• SUPPLIED MATERIAL:
= Beginning of Section =

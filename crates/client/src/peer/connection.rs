//! webrtc-rs peer session

use super::session::{PeerSession, PeerSessionFactory, SessionId, SignalingState};
use crate::channels::{ControlChannel, DataChannel};
use crate::media::{LocalVideo, RemoteTrack};
use crate::session::events::{EventSender, SessionEvent};
use crate::signaling::protocol::{IceCandidateDescriptor, SdpKind, SessionDescription};
use crate::{Error, Result};
use async_trait::async_trait;
use parking_lot::Mutex;
use std::sync::Arc;
use tracing::{debug, info, instrument, warn};
use webrtc::api::interceptor_registry::register_default_interceptors;
use webrtc::api::media_engine::MediaEngine;
use webrtc::api::APIBuilder;
use webrtc::ice_transport::ice_candidate::RTCIceCandidateInit;
use webrtc::ice_transport::ice_server::RTCIceServer;
use webrtc::peer_connection::configuration::RTCConfiguration;
use webrtc::peer_connection::sdp::session_description::RTCSessionDescription;
use webrtc::peer_connection::RTCPeerConnection;
use webrtc::rtp_transceiver::rtp_sender::RTCRtpSender;
use webrtc::track::track_local::TrackLocal;

/// Peer session backed by a webrtc-rs `RTCPeerConnection`
pub struct RtcPeerSession {
    id: SessionId,
    peer_connection: Arc<RTCPeerConnection>,
    events: EventSender,
    channels: Arc<Mutex<Vec<Arc<DataChannel>>>>,
}

impl RtcPeerSession {
    /// Create the peer connection and register its event handlers
    #[instrument(skip(ice_servers, events), fields(session = %id))]
    pub async fn new(id: SessionId, ice_servers: &[RTCIceServer], events: EventSender) -> Result<Self> {
        info!("Creating peer connection");

        let mut media_engine = MediaEngine::default();
        media_engine
            .register_default_codecs()
            .map_err(|e| Error::WebRtcError(format!("Failed to register codecs: {}", e)))?;

        let interceptor_registry =
            register_default_interceptors(Default::default(), &mut media_engine).map_err(|e| {
                Error::WebRtcError(format!("Failed to register interceptors: {}", e))
            })?;

        let api = APIBuilder::new()
            .with_media_engine(media_engine)
            .with_interceptor_registry(interceptor_registry)
            .build();

        let rtc_config = RTCConfiguration {
            ice_servers: ice_servers.to_vec(),
            ..Default::default()
        };

        let peer_connection =
            Arc::new(api.new_peer_connection(rtc_config).await.map_err(|e| {
                Error::WebRtcError(format!("Failed to create peer connection: {}", e))
            })?);

        let session = Self {
            id,
            peer_connection,
            events,
            channels: Arc::new(Mutex::new(Vec::new())),
        };
        session.setup_handlers();

        Ok(session)
    }

    fn setup_handlers(&self) {
        let id = self.id;

        let tx = self.events.clone();
        self.peer_connection.on_ice_candidate(Box::new(move |candidate| {
            if let Some(candidate) = candidate {
                match IceCandidateDescriptor::from_local(&candidate) {
                    Ok(descriptor) => {
                        let _ = tx.send(SessionEvent::LocalCandidate {
                            session: id,
                            candidate: descriptor,
                        });
                    }
                    Err(e) => warn!(session = %id, "Dropping local candidate: {}", e),
                }
            } else {
                debug!(session = %id, "Local candidate gathering complete");
            }
            Box::pin(async {})
        }));

        let tx = self.events.clone();
        self.peer_connection
            .on_ice_connection_state_change(Box::new(move |state| {
                let _ = tx.send(SessionEvent::IceStateChanged {
                    session: id,
                    state: state.into(),
                });
                Box::pin(async {})
            }));

        let tx = self.events.clone();
        self.peer_connection
            .on_peer_connection_state_change(Box::new(move |state| {
                let _ = tx.send(SessionEvent::PeerStateChanged {
                    session: id,
                    state: state.into(),
                });
                Box::pin(async {})
            }));

        let tx = self.events.clone();
        let channels = Arc::clone(&self.channels);
        self.peer_connection.on_data_channel(Box::new(move |rtc_channel| {
            info!(session = %id, "Remote peer opened data channel '{}'", rtc_channel.label());
            let channel = DataChannel::from_remote(rtc_channel, id, tx.clone());
            channels.lock().push(Arc::new(channel));
            Box::pin(async {})
        }));

        let tx = self.events.clone();
        self.peer_connection
            .on_track(Box::new(move |track, _receiver, _transceiver| {
                info!(
                    session = %id,
                    codec = %track.codec().capability.mime_type,
                    "Remote track received"
                );
                let _ = tx.send(SessionEvent::RemoteTrack {
                    session: id,
                    track: RemoteTrack::new(track),
                });
                Box::pin(async {})
            }));
    }

    /// Drain RTCP for a sender so interceptors (NACK, reports) keep working
    fn spawn_rtcp_reader(&self, sender: Arc<RTCRtpSender>) {
        let id = self.id;
        tokio::spawn(async move {
            let mut buf = vec![0u8; 1500];
            while sender.read(&mut buf).await.is_ok() {}
            debug!(session = %id, "RTCP reader finished");
        });
    }

    /// Get the underlying peer connection
    pub fn peer_connection(&self) -> &Arc<RTCPeerConnection> {
        &self.peer_connection
    }
}

#[async_trait]
impl PeerSession for RtcPeerSession {
    fn id(&self) -> SessionId {
        self.id
    }

    async fn create_control_channel(
        &self,
        label: &str,
    ) -> Result<Arc<dyn ControlChannel>> {
        let channel = Arc::new(
            DataChannel::create(&self.peer_connection, self.id, label, self.events.clone())
                .await?,
        );
        self.channels.lock().push(Arc::clone(&channel));
        debug!(session = %self.id, "Created control channel '{}'", label);
        Ok(channel)
    }

    async fn add_local_video(&self, video: &LocalVideo) -> Result<()> {
        let sender = self
            .peer_connection
            .add_track(video.track() as Arc<dyn TrackLocal + Send + Sync>)
            .await
            .map_err(|e| Error::PeerConnectionError(format!("Failed to add video track: {}", e)))?;
        self.spawn_rtcp_reader(sender);
        debug!(session = %self.id, "Local video track added");
        Ok(())
    }

    #[instrument(skip(self), fields(session = %self.id))]
    async fn create_offer(&self) -> Result<SessionDescription> {
        let offer = self
            .peer_connection
            .create_offer(None)
            .await
            .map_err(|e| Error::SdpError(format!("Failed to create offer: {}", e)))?;

        self.peer_connection
            .set_local_description(offer)
            .await
            .map_err(|e| Error::SdpError(format!("Failed to set local description: {}", e)))?;

        let local_desc = self
            .peer_connection
            .local_description()
            .await
            .ok_or_else(|| {
                Error::SdpError("No local description after setting offer".to_string())
            })?;

        debug!("Created SDP offer");
        Ok(SessionDescription::offer(local_desc.sdp))
    }

    fn signaling_state(&self) -> SignalingState {
        self.peer_connection.signaling_state().into()
    }

    async fn set_remote_description(&self, description: SessionDescription) -> Result<()> {
        let remote = match description.kind {
            SdpKind::Answer => RTCSessionDescription::answer(description.sdp),
            SdpKind::Pranswer => RTCSessionDescription::pranswer(description.sdp),
            other => {
                return Err(Error::SdpError(format!(
                    "Cannot apply remote {:?} as the offering side",
                    other
                )))
            }
        }
        .map_err(|e| Error::SdpError(format!("Failed to parse answer: {}", e)))?;

        self.peer_connection
            .set_remote_description(remote)
            .await
            .map_err(|e| Error::SdpError(format!("Failed to set remote description: {}", e)))
    }

    async fn add_ice_candidate(&self, candidate: RTCIceCandidateInit) -> Result<()> {
        self.peer_connection
            .add_ice_candidate(candidate)
            .await
            .map_err(|e| Error::IceCandidateError(format!("Failed to add ICE candidate: {}", e)))
    }

    async fn close(&self) -> Result<()> {
        info!(session = %self.id, "Closing peer connection");
        self.channels.lock().clear();
        self.peer_connection.close().await.map_err(|e| {
            Error::PeerConnectionError(format!("Failed to close connection: {}", e))
        })
    }
}

/// Creates [`RtcPeerSession`]s
#[derive(Debug, Default, Clone, Copy)]
pub struct RtcSessionFactory;

#[async_trait]
impl PeerSessionFactory for RtcSessionFactory {
    async fn create_session(
        &self,
        id: SessionId,
        ice_servers: &[RTCIceServer],
        events: EventSender,
    ) -> Result<Arc<dyn PeerSession>> {
        Ok(Arc::new(RtcPeerSession::new(id, ice_servers, events).await?))
    }
}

= End of Section =

• EXERCISE BRIEF: Take exactly the lines from the one containing "Peer session backed" through the one containing "#[instrument(skip(ice_servers, events), fields(session" in the data above, and output them with nothing added.

• EXERCISE ANSWER:
/// Peer session backed by a webrtc-rs `RTCPeerConnection`
pub struct RtcPeerSession {
    id: SessionId,
    peer_connection: Arc<RTCPeerConnection>,
    events: EventSender,
    channels: Arc<Mutex<Vec<Arc<DataChannel>>>>,
}

impl RtcPeerSession {
    /// Create the peer connection and register its event handlers
    #[instrument(skip(ice_servers, events), fields(session = %id))]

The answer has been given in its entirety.